Les Kurdes ? Un peuple, une langue, une histoire, un territoire. Tous les éléments constitutifs d’une nation sont sur la table. Mais le Kurdistan est une nation sans État. Ce n’est pas original. Des nations sans État, le monde en compte un certain nombre qui toutes, plus ou moins, avec des fortunes diverses, luttent pour leur indépendance. En Europe, la Catalogne, la Corse, l’Euskadi sont les exemples les plus connus pour avoir chacune un mouvement national actif, organisé et majoritaire.
Mais c’est le cas des Kurdes, me direz-vous. Oui, et les Kurdes ont des forces armées, les peshmergas d’Irak et les combattants du PKK turc essentiellement, qui ont amplement contribué à l’éradication de l’État Islamique dans la région, en Syrie et dans le Nord de l’Irak.

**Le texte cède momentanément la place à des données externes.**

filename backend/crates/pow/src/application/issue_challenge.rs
//! Issue Challenge Use Case

use crate::application::config::PowConfig;
use crate::domain::entities::{ChallengeClaims, IssuedChallenge};
use crate::domain::services::compute_expiry_secs;
use crate::domain::value_objects::Difficulty;
use crate::error::{PowError, PowResult};
use crate::infra::token::ChallengeSigner;
use platform::crypto::random_hex;
use std::sync::Arc;

/// Input DTO for issue challenge
#[derive(Debug, Clone)]
pub struct IssueChallengeInput {
    /// Request path the challenge is bound to
    pub resource_path: String,
    pub difficulty: Difficulty,
    /// Issue instant, milliseconds since the Unix epoch
    pub now_ms: i64,
}

/// Issue Challenge Use Case
pub struct IssueChallengeUseCase {
    config: Arc<PowConfig>,
}

impl IssueChallengeUseCase {
    pub fn new(config: Arc<PowConfig>) -> Self {
        Self { config }
    }

    pub fn execute(&self, input: IssueChallengeInput) -> PowResult<IssuedChallenge> {
        let expiry_secs = compute_expiry_secs(input.difficulty, &self.config.expiry_model());

        let claims = ChallengeClaims::new(
            input.now_ms,
            input.resource_path,
            random_hex(self.config.nonce_seed_len),
            input.difficulty,
            expiry_secs,
        );

        let token = ChallengeSigner::new(&self.config.challenge_secret)
            .sign(&claims)
            .map_err(|e| PowError::Internal(e.to_string()))?;

        tracing::info!(
            resource = %claims.resource_path,
            difficulty_bits = input.difficulty.bits(),
            expiry_secs,
            "Issued challenge"
        );

        Ok(IssuedChallenge {
            token,
            difficulty: input.difficulty,
            expiry_secs,
            claims,
        })
    }
}
//! Presentation Layer
//!
//! Wire DTOs and the interactive solver page.

pub mod dto;
pub mod solver_page;
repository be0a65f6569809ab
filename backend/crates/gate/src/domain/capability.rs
//! Capability URL issuer trait
//!
//! Interface for minting short-lived, pre-authorized storage URLs.
//! Implementation is in infrastructure layer.

use crate::domain::context::Credentials;
use crate::error::GateResult;
use http::Method;

/// Capability issuer trait
#[trait_variant::make(CapabilityIssuer: Send)]
pub trait LocalCapabilityIssuer {
    /// Mint a URL granting `method` on `object_key` for a short lifetime
    async fn issue(
        &self,
        object_key: &str,
        credentials: &Credentials,
        method: &Method,
    ) -> GateResult<String>;
}
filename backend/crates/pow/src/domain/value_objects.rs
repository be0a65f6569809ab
//! Domain Value Objects
//!
//! Immutable value types for the PoW domain.

use std::fmt;
use std::str::FromStr;

/// Difficulty of a challenge, in leading zero bits of the answer hash
///
/// Policies may declare difficulty in hex nibbles (`PoW=5`, five leading `0`
/// hex digits, 20 bits) or in bits (`PoW=18b`). Both are normalised to bits
/// here; nothing downstream ever sees the nibble form.
#[derive(Debug, Clone, Copy, PartialEq, Eq, PartialOrd, Ord, Hash)]
pub struct Difficulty(u16);

impl Difficulty {
    /// A SHA-256 digest has 256 bits
    pub const MAX_BITS: u16 = 256;
    /// Suffix selecting the bit encoding
    pub const BITS_SUFFIX: char = 'b';

    pub fn from_bits(bits: u16) -> Option<Self> {
        (bits <= Self::MAX_BITS).then_some(Self(bits))
    }

    /// Parse the `PoW` policy option
    ///
    /// Returns `None` when the option does not demand work: absent digits,
    /// zero, or a negative value. The numeric part is read like a lenient
    /// integer parse (optional `+`, then leading digits), and values beyond 256 bits are
    /// clamped to 256 so an oversized policy stays gated instead of open.
    pub fn from_policy(raw: &str) -> Option<Self> {
        let raw = raw.trim();
        let unsigned = raw.strip_prefix('+').unwrap_or(raw);
        let digits: String = unsigned
            .chars()
            .take_while(|c| c.is_ascii_digit())
            .collect();
        if digits.is_empty() {
            return None;
        }

        // Saturate rather than overflow on absurd inputs like "99999999999"
        let level: u64 = digits.parse().unwrap_or(u64::MAX);
        if level == 0 {
            return None;
        }

        let bits = if raw.ends_with(Self::BITS_SUFFIX) {
            level
        } else {
            level.saturating_mul(4)
        };

        Some(Self(bits.min(u64::from(Self::MAX_BITS)) as u16))
    }

    pub fn bits(&self) -> u16 {
        self.0
    }

    /// Number of whole leading bytes that must be zero
    pub fn zero_bytes(&self) -> usize {
        usize::from(self.0 / 8)
    }

    /// Number of high-order bits of the following byte that must be zero
    pub fn remaining_bits(&self) -> u8 {
        (self.0 % 8) as u8
    }

    /// Expected number of hash attempts to find a solution (`2^bits`)
    pub fn expected_hashes(&self) -> f64 {
        2f64.powi(i32::from(self.0))
    }
}

impl From<Difficulty> for u16 {
    fn from(d: Difficulty) -> Self {
        d.0
    }
}

impl fmt::Display for Difficulty {
    fn fmt(&self, f: &mut fmt::Formatter<'_>) -> fmt::Result {
        write!(f, "{} bits", self.0)
    }
}

/// Quantile factor of the exponential solve-time distribution
///
/// Solving is a geometric race, approximately exponential with mean
/// `2^bits / hashrate`. The `q` quantile of that distribution is
/// `-ln(1 - q)` times the mean.
pub const FACTOR_MEDIAN: f64 = std::f64::consts::LN_2;
pub const FACTOR_90: f64 = std::f64::consts::LN_10;

/// Assumed client hash rate tier
#[derive(Debug, Clone, Copy, PartialEq, Eq)]
pub enum HashrateTier {
    /// Slowest supported device
    Min,
    /// Typical device
    Avg,
}

/// Strategy for turning difficulty into a challenge lifetime
#[derive(Debug, Clone, Copy, PartialEq, Eq, Default)]
pub enum ExpiryStrategy {
    /// 90% of minimum-hashrate devices finish in time (`T90_AT_200KH`)
    #[default]
    Conservative,
    /// 90% of average-hashrate devices finish in time (`T90_AT_300KH`)
    Balanced,
    /// Half of average-hashrate devices finish in time (`MEDIAN_AT_300KH`)
    Strict,
}

impl ExpiryStrategy {
    pub fn factor(&self) -> f64 {
        match self {
            ExpiryStrategy::Conservative | ExpiryStrategy::Balanced => FACTOR_90,
            ExpiryStrategy::Strict => FACTOR_MEDIAN,
        }
    }

    pub fn hashrate_tier(&self) -> HashrateTier {
        match self {
            ExpiryStrategy::Conservative => HashrateTier::Min,
            ExpiryStrategy::Balanced | ExpiryStrategy::Strict => HashrateTier::Avg,
        }
    }

    pub fn as_str(&self) -> &'static str {
        match self {
            ExpiryStrategy::Conservative => "T90_AT_200KH",
            ExpiryStrategy::Balanced => "T90_AT_300KH",
            ExpiryStrategy::Strict => "MEDIAN_AT_300KH",
        }
    }
}

/// Error when parsing an [`ExpiryStrategy`] name
#[derive(Debug, Clone, PartialEq, Eq, thiserror::Error)]
#[error("Unknown PoW expiry strategy: {0}")]
pub struct UnknownStrategy(pub String);

impl FromStr for ExpiryStrategy {
    type Err = UnknownStrategy;

    fn from_str(s: &str) -> Result<Self, Self::Err> {
        match s.trim().to_ascii_lowercase().as_str() {
            "t90_at_200kh" | "conservative" => Ok(ExpiryStrategy::Conservative),
            "t90_at_300kh" | "balanced" => Ok(ExpiryStrategy::Balanced),
            "median_at_300kh" | "strict" => Ok(ExpiryStrategy::Strict),
            _ => Err(UnknownStrategy(s.to_string())),
        }
    }
}

/// Full parameter set of the expiry model
#[derive(Debug, Clone, Copy, PartialEq)]
pub struct ExpiryModel {
    pub strategy: ExpiryStrategy,
    pub hashrate_min: f64,
    pub hashrate_avg: f64,
    pub min_expiry_secs: u32,
    pub max_expiry_secs: u32,
}

impl ExpiryModel {
    pub fn assumed_hashrate(&self) -> f64 {
        match self.strategy.hashrate_tier() {
            HashrateTier::Min => self.hashrate_min,
            HashrateTier::Avg => self.hashrate_avg,
        }
    }
}

#[cfg(test)]
mod tests {
    use super::*;

    #[test]
    fn test_hex_nibble_encoding() {
        assert_eq!(Difficulty::from_policy("8").map(|d| d.bits()), Some(32));
        assert_eq!(Difficulty::from_policy("1").map(|d| d.bits()), Some(4));
        assert_eq!(Difficulty::from_policy(" 5 ").map(|d| d.bits()), Some(20));
        assert_eq!(Difficulty::from_policy("+5").map(|d| d.bits()), Some(20));
        assert_eq!(Difficulty::from_policy("+12b").map(|d| d.bits()), Some(12));
    }

    #[test]
    fn test_bit_encoding() {
        assert_eq!(Difficulty::from_policy("12b").map(|d| d.bits()), Some(12));
        assert_eq!(Difficulty::from_policy("1b").map(|d| d.bits()), Some(1));
    }

    #[test]
    fn test_no_work_demanded() {
        assert_eq!(Difficulty::from_policy(""), None);
        assert_eq!(Difficulty::from_policy("0"), None);
        assert_eq!(Difficulty::from_policy("0b"), None);
        assert_eq!(Difficulty::from_policy("-3"), None);
        assert_eq!(Difficulty::from_policy("abc"), None);
        assert_eq!(Difficulty::from_policy("b"), None);
    }

    #[test]
    fn test_oversized_difficulty_is_clamped() {
        assert_eq!(Difficulty::from_policy("65").map(|d| d.bits()), Some(256));
        assert_eq!(Difficulty::from_policy("999b").map(|d| d.bits()), Some(256));
        assert_eq!(
            Difficulty::from_policy("99999999999999999999999").map(|d| d.bits()),
            Some(256)
        );
    }

    #[test]
    fn test_byte_split() {
        let d = Difficulty::from_bits(12).unwrap();
        assert_eq!(d.zero_bytes(), 1);
        assert_eq!(d.remaining_bits(), 4);

        let d = Difficulty::from_bits(256).unwrap();
        assert_eq!(d.zero_bytes(), 32);
        assert_eq!(d.remaining_bits(), 0);

        assert!(Difficulty::from_bits(257).is_none());
    }

    #[test]
    fn test_strategy_parameters() {
        assert!((FACTOR_90 - 2.302585).abs() < 1e-6);
        assert!((FACTOR_MEDIAN - 0.693147).abs() < 1e-6);

        assert_eq!(ExpiryStrategy::Conservative.hashrate_tier(), HashrateTier::Min);
        assert_eq!(ExpiryStrategy::Balanced.hashrate_tier(), HashrateTier::Avg);
        assert_eq!(ExpiryStrategy::Strict.factor(), FACTOR_MEDIAN);
    }

    #[test]
    fn test_strategy_from_str() {
        assert_eq!("T90_AT_200KH".parse::<ExpiryStrategy>(), Ok(ExpiryStrategy::Conservative));
        assert_eq!("t90_at_300kh".parse::<ExpiryStrategy>(), Ok(ExpiryStrategy::Balanced));
        assert_eq!("MEDIAN_AT_300KH".parse::<ExpiryStrategy>(), Ok(ExpiryStrategy::Strict));
        assert_eq!("strict".parse::<ExpiryStrategy>(), Ok(ExpiryStrategy::Strict));
        assert!("T99".parse::<ExpiryStrategy>().is_err());
    }
}
//! Client request helpers
//!
//! Common functions for reading client-supplied HTTP headers.

use http::{HeaderMap, header};
use std::net::IpAddr;

/// Read a header as a trimmed, non-empty string
///
/// Header names are case-insensitive in `HeaderMap`, so `Referer` and
/// `referer` resolve to the same entry.
pub fn header_str<'a>(headers: &'a HeaderMap, name: &str) -> Option<&'a str> {
    headers
        .get(name)
        .and_then(|v| v.to_str().ok())
        .map(str::trim)
        .filter(|v| !v.is_empty())
}

/// Extract the `Referer` header, treating an empty value as absent
pub fn extract_referer(headers: &HeaderMap) -> Option<&str> {
    header_str(headers, header::REFERER.as_str())
}

/// Whether the request declares itself a top-level document navigation
///
/// Browsers send `Sec-Fetch-Dest: document` when the user navigates to the
/// URL directly; `fetch()` calls send `empty`.
pub fn is_document_navigation(headers: &HeaderMap) -> bool {
    header_str(headers, "sec-fetch-dest") == Some("document")
}

/// Extract client IP address from headers
///
/// Checks X-Forwarded-For header first (for reverse proxy setups),
/// then falls back to direct connection IP. Used for logging only.
pub fn extract_client_ip(headers: &HeaderMap, direct_ip: Option<IpAddr>) -> Option<IpAddr> {
    // Check X-Forwarded-For header (first IP in the list)
    if let Some(xff) = header_str(headers, "x-forwarded-for") {
        if let Some(first_ip) = xff.split(',').next() {
            if let Ok(ip) = first_ip.trim().parse::<IpAddr>() {
                return Some(ip);
            }
        }
    }
    direct_ip
}
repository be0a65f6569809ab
//! Clock abstraction
//!
//! Time-window and challenge-expiry checks compare millisecond timestamps by
//! value. Reading "now" through a [`Clock`] lets tests pin the instant.

use std::sync::atomic::{AtomicI64, Ordering};

/// Source of the current time in milliseconds since the Unix epoch
pub trait Clock: Send + Sync {
    fn now_ms(&self) -> i64;
}

/// Wall clock backed by `chrono::Utc`
#[derive(Debug, Clone, Copy, Default)]
pub struct SystemClock;

impl Clock for SystemClock {
    fn now_ms(&self) -> i64 {
        chrono::Utc::now().timestamp_millis()
    }
}

/// Manually driven clock for tests and simulations
#[derive(Debug, Default)]
pub struct ManualClock {
    now_ms: AtomicI64,
}

impl ManualClock {
    pub fn new(now_ms: i64) -> Self {
        Self {
            now_ms: AtomicI64::new(now_ms),
        }
    }

    pub fn set(&self, now_ms: i64) {
        self.now_ms.store(now_ms, Ordering::SeqCst);
    }

    pub fn advance(&self, delta_ms: i64) {
        self.now_ms.fetch_add(delta_ms, Ordering::SeqCst);
    }
}

impl Clock for ManualClock {
    fn now_ms(&self) -> i64 {
        self.now_ms.load(Ordering::SeqCst)
    }
}
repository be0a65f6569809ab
pub mod handlers;
pub mod router;
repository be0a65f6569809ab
//! Error Kind - Classification of errors
//!
//! Defines the [`ErrorKind`] enum that maps to HTTP status codes.

use serde::Serialize;

/// エラー種別の列挙体
///
/// ゲートが返す HTTP ステータスコードに対応するエラー分類を定義します。
/// 各バリアントは RFC 9110 に準拠したステータスコードにマッピングされます。
///
/// ## Notes
/// * `non_exhaustive` - 将来的に列挙子が追加される可能性があることを示す
///
/// ## Examples
/// ```rust
/// use kernel::error::kind::ErrorKind;
///
/// let kind = ErrorKind::Forbidden;
/// assert_eq!(kind.status_code(), 403);
/// assert_eq!(kind.as_str(), "Forbidden");
/// ```
#[derive(Debug, Clone, Copy, PartialEq, Eq, Serialize)]
#[serde(rename_all = "SCREAMING_SNAKE_CASE")]
#[non_exhaustive]
pub enum ErrorKind {
    /// 400 - Bad Request: パスやボディが不正
    BadRequest,
    /// 401 - Unauthorized: PoW の解答が必要
    Unauthorized,
    /// 403 - Forbidden: アクセス制御ポリシー違反
    Forbidden,
    /// 404 - Not Found: リクエストを処理できるステージがない
    NotFound,
    /// 405 - Method Not Allowed: 非対応の HTTP メソッド
    MethodNotAllowed,
    /// 413 - Payload Too Large: リクエストボディが大きすぎる
    PayloadTooLarge,
    /// 500 - Internal Server Error: サーバー内部エラー・設定不備
    InternalServerError,
}

impl ErrorKind {
    /// HTTP ステータスコードを取得
    ///
    /// ## Examples
    /// ```rust
    /// use kernel::error::kind::ErrorKind;
    /// assert_eq!(ErrorKind::BadRequest.status_code(), 400);
    /// assert_eq!(ErrorKind::MethodNotAllowed.status_code(), 405);
    /// ```
    #[inline]
    pub const fn status_code(&self) -> u16 {
        match self {
            ErrorKind::BadRequest => 400,
            ErrorKind::Unauthorized => 401,
            ErrorKind::Forbidden => 403,
            ErrorKind::NotFound => 404,
            ErrorKind::MethodNotAllowed => 405,
            ErrorKind::PayloadTooLarge => 413,
            ErrorKind::InternalServerError => 500,
        }
    }

    /// HTTP ステータスの標準的な理由フレーズ
    #[inline]
    pub const fn as_str(&self) -> &'static str {
        match self {
            ErrorKind::BadRequest => "Bad Request",
            ErrorKind::Unauthorized => "Unauthorized",
            ErrorKind::Forbidden => "Forbidden",
            ErrorKind::NotFound => "Not Found",
            ErrorKind::MethodNotAllowed => "Method Not Allowed",
            ErrorKind::PayloadTooLarge => "Payload Too Large",
            ErrorKind::InternalServerError => "Internal Server Error",
        }
    }

    /// サーバー側のエラーかどうかを判定
    ///
    /// 5xx系のエラーは `true` を返します。
    /// 詳細はログにのみ記録し、呼び出し元には返しません。
    #[inline]
    pub const fn is_server_error(&self) -> bool {
        self.status_code() >= 500
    }

    /// クライアント側のエラーかどうかを判定
    ///
    /// 4xx系のエラーは `true` を返します。
    /// メッセージはそのままクライアントに返して構いません。
    #[inline]
    pub const fn is_client_error(&self) -> bool {
        let code = self.status_code();
        code >= 400 && code < 500
    }
}

impl std::fmt::Display for ErrorKind {
    fn fmt(&self, f: &mut std::fmt::Formatter<'_>) -> std::fmt::Result {
        write!(f, "{}", self.as_str())
    }
}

Alors, où est le problème ? Pourquoi lorsqu’il est abordé, essayistes et analystes parlent de L’impossible État kurde, ou de La Malédiction kurde ? Parce qu’indépendamment des ses atouts, la revendication kurde est plombée par une situation géopolitique insoluble et une indifférence générale - lorsque ce n’est pas une hostilité - des grandes puissances.
Le Moyen Orient est une zone d’instabilité permanente depuis des siècles et le pétrole n’a fait qu’aggraver la situation. Entre les guerres tribales, les prises de pouvoir éphémères, l’instabilité continuelle et les interventions extérieures dès que les ressources pétrolières ou les intérêts stratégiques sont menacés, nous avons tous les ingrédients pour favoriser un état de conflit - déclaré ou larvé - permanent. Il est évident qu’entre les querelles des uns et des autres, arbitrées par les intérêts des grande puissances - la Russie, les États-Unis et la Chine, puissance émergente dans cette partie du monde - le problème national kurde n’intéresse personne et le statu-quo convient à tout le monde.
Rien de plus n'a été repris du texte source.